Bei der Versendung eines fristwahrenden Faxes muss die Büroorganisation sicherstellen, dass die Faxnummer des Empfängers zuverlässig ermittelt wird und überprüft werden kann; dabei darf sich der Anwalt auf gebräuchliche Verzeichnisse verlassen. Erkennbare Fehlerquellen sind auszuschalten. Es muss sichergestellt sein, dass die Nummer aus einem zuverlässigen Verzeichnis herausgesucht und nicht aus dem Gedächtnis abgerufen wurde. Erforderlich ist eine allgemeine Anweisung, die vollständige und richtige Übermittlung eines fristgebundenen Schriftsatzes anhand des Sendeprotokolls/Überprüfung der Empfängernummer nachzuvollziehen. Zu den anwaltlichen Pflichten im Rahmen der Büroorganisation gehört es zudem, dafür zu sorgen, dass Anweisungen ordnungsgemäß bekannt gemacht werden und sichergestellt ist, dass die Anweisungen eingehalten werden. Dazu können insbesondere eine stichpunktartige Kontrolle und eine Dokumentation der Erledigung gehören.

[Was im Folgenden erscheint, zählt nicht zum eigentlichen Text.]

// Provider implementations - bridge API clients with the DataProvider trait
pub mod github;

pub use github::GitHubProvider;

Es nicht hinreichend dargelegt, dass die Ausführung einer mündlichen Anweisung des Prozessbevollmächtigten - wonach alle fristgebundenen Schriftsätze ausnahmslos, wenn sie per Telefax versendet werden, mit der Telefaxnummer des Adressaten zu versehen seien, die sich aus der Akte und der darin enthaltenen, konkret mit dem Adressaten geführten Korrespondenz ergebe, und in den Fällen, in denen sich Schriftstücke des Adressaten, aus denen die Faxnummer unmittelbar hervorgeht, nicht in der Fallakte befinden, die Telefaxnummer über ein amtliches Verzeichnis zu ermitteln, und nach Versand eines fristwahrenden Schriftsatzes per Telefax der zuständige Mitarbeiter zudem einen Abgleich vorzunehmen zwischen der immer auszudruckenden Sendebestätigung, der Faxrufnummer auf dem Schriftsatz und der sich aus der Akte ergebenden bzw. der ermittelten Faxnummer - auch im täglichen Betrieb sichergestellt ist. Insbesondere auch bei mündlichen Anweisungen ist den an eine Anwaltskanzlei zu stellenden Organisationsanforderungen nur dann Genüge getan, wenn Sorge dafür getragen ist, dass die Anweisung nicht in Vergessenheit gerät. Dass solche Maßnahmen getroffen wurden, hat der Prozessbevollmächtigte nicht dargelegt. Vorliegend kommt hinzu, dass für den Prozessbevollmächtigten ohne weiteres und rechtzeitig erkennbar war, dass seine Mitarbeiterin offenbar nicht die richtige Nummer herausgesucht hat bzw. sich nicht an seine Anweisungen gehalten hat.

 

Normenkette

ZPO § 233

 

Verfahrensgang

LG Bonn (Urteil vom 10.10.2011; Aktenzeichen 9 O 429/10)

 

Tenor

1. Der Antrag des Beklagten vom 24.5.2012 auf Wiedereinsetzung in den vorigen Stand gegen die Versäumung der Berufungsfrist wird zurückgewiesen.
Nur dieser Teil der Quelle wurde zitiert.